Даже теперь, когда Энтони и Хлоя покинули дом, Кэрол продолжала любить его, своих друзей и теплый калифорнийский климат. Сырые серые парижские зимы перестали ей нравиться, хотя она по-прежнему считала этот город одним из самых красивых в мире. Кроме того, когда-то она уже жила в Париже. Нет, никуда она переезжать не будет!
Она так и сказала Стиви, и вскоре после этого обе женщины заснули, успокоенные тем, что ничто в их жизнях не изменится. Будущее представлялось им именно таким, каким они желали его видеть, — ясным, определенным, избавленным от разного рода переживаний и сюрпризов.

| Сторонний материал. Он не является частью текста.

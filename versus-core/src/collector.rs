//! Append-only sample store shared by concurrently executing cells.

use crate::model::Sample;
use std::sync::{Mutex, MutexGuard};

/// Running count of recorded trials
#[derive(Debug, Clone, Copy, Default, PartialEq, Eq)]
pub struct FailureTally {
    /// Trials recorded so far
    pub completed: usize,
    /// Of those, trials that failed
    pub failed: usize,
}

impl FailureTally {
    /// Failed / completed, 0 when nothing completed
    pub fn failure_rate(&self) -> f64 {
        if self.completed == 0 {
            0.0
        } else {
            self.failed as f64 / self.completed as f64
        }
    }
}

#[derive(Default)]
struct State {
    samples: Vec<Sample>,
    tally: FailureTally,
}

/// Serializes inserts so samples from different cells never interleave partially
#[derive(Default)]
pub struct SampleCollector {
    state: Mutex<State>,
}

impl SampleCollector {
    /// Empty collector
    pub fn new() -> Self {
        Self::default()
    }

    fn lock(&self) -> MutexGuard<'_, State> {
        self.state.lock().unwrap_or_else(|poisoned| poisoned.into_inner())
    }

    /// Append a sample and return the updated tally
    pub fn record(&self, sample: Sample) -> FailureTally {
        let mut state = self.lock();
        state.tally.completed += 1;
        if !sample.success {
            state.tally.failed += 1;
        }
        state.samples.push(sample);
        state.tally
    }

    /// Current tally
    pub fn tally(&self) -> FailureTally {
        self.lock().tally
    }

    /// Number of samples recorded
    pub fn len(&self) -> usize {
        self.lock().samples.len()
    }

    /// Whether nothing was recorded yet
    pub fn is_empty(&self) -> bool {
        self.len() == 0
    }

    /// Consume the collector, yielding samples in recording order
    pub fn into_samples(self) -> Vec<Sample> {
        self.state
            .into_inner()
            .unwrap_or_else(|poisoned| poisoned.into_inner())
            .samples
    }
}

#[cfg(test)]
mod tests {
    use super::*;
    use crate::model::{Cell, FailureReason, Scale};
    use std::sync::Arc;

    fn cell() -> Cell {
        Cell::new("sort", "rust", Scale::Small)
    }

    #[test]
    fn test_tally_tracks_failures() {
        let collector = SampleCollector::new();
        collector.record(Sample::succeeded(cell(), 0, 1, 1.0, 10, Some(1)));
        let tally = collector.record(Sample::failed(cell(), 1, 3, FailureReason::Timeout));
        assert_eq!(tally, FailureTally { completed: 2, failed: 1 });
        assert!((tally.failure_rate() - 0.5).abs() < f64::EPSILON);
        assert_eq!(FailureTally::default().failure_rate(), 0.0);
    }

    #[test]
    fn test_concurrent_inserts_are_all_kept() {
        let collector = Arc::new(SampleCollector::new());
        let handles: Vec<_> = (0..8)
            .map(|t| {
                let collector = Arc::clone(&collector);
                std::thread::spawn(move || {
                    for i in 0..100 {
                        collector.record(Sample::succeeded(cell(), t * 100 + i, 1, 1.0, 1, None));
                    }
                })
            })
            .collect();
        for h in handles {
            h.join().unwrap();
        }

        let collector = Arc::try_unwrap(collector).ok().unwrap();
        assert_eq!(collector.tally().completed, 800);
        let mut trials: Vec<u32> = collector.into_samples().iter().map(|s| s.trial).collect();
        trials.sort_unstable();
        assert_eq!(trials, (0..800).collect::<Vec<_>>());
    }
}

Когда на следующее утро Кэрол проснулась, Стиви уже встала, оделась и куда-то ушла. Сиделки тоже не было, и спросить, куда отправилась ее подруга, Кэрол было не у кого. Ее одиночество, впрочем, продолжалось недолго. Не успела она умыться и привести себя в порядок, как в палату вошли сиделка, которая принесла поднос с завтраком, и врач-невропатолог. Остановившись у кровати Кэрол, врач приветливо улыбнулась. Весь медперсонал отделения считал Кэрол главной пациенткой, и не потому, что она была знаменита, а потому, что поправлялась она гораздо быстрее, чем прогнозировали специалисты. Врач так и сказала Стиви, которая появилась в палате минуту спустя, и та кивнула в знак согласия. Стиви совершенно искренне гордилась успехами, которые сделала Кэрол за последнее время, ей и в голову не приходило, что в этом есть и ее заслуга.
Сама Кэрол, однако, считала, что до полного выздоровления ей еще далеко. Отвечая на вопрос врача, она принялась перечислять вещи, которые ей до сих пор не удалось вспомнить.
— Я забыла свой адрес и номер телефона, — сказала Кэрол. — Еще я забыла, как выглядит снаружи мой дом. Кухню, кабинет, спальню и сад я помню, а вот сам дом мне никак не удается себе представить; я знаю только, что он довольно большой. Еще у меня наверняка была экономка, но как ее звали, я тоже забыла. Кроме того, я никак не могу вспомнить лицо отца, хотя его голос я слышу словно наяву. В Лос-Анджелесе у меня было много друзей и знакомых, но сейчас я бы вряд ли их узнала. А еще я мало что помню о двух своих замужествах, особенно о последнем… — Это был очень длинный список, и врач, слушая его, невольно улыбнулась.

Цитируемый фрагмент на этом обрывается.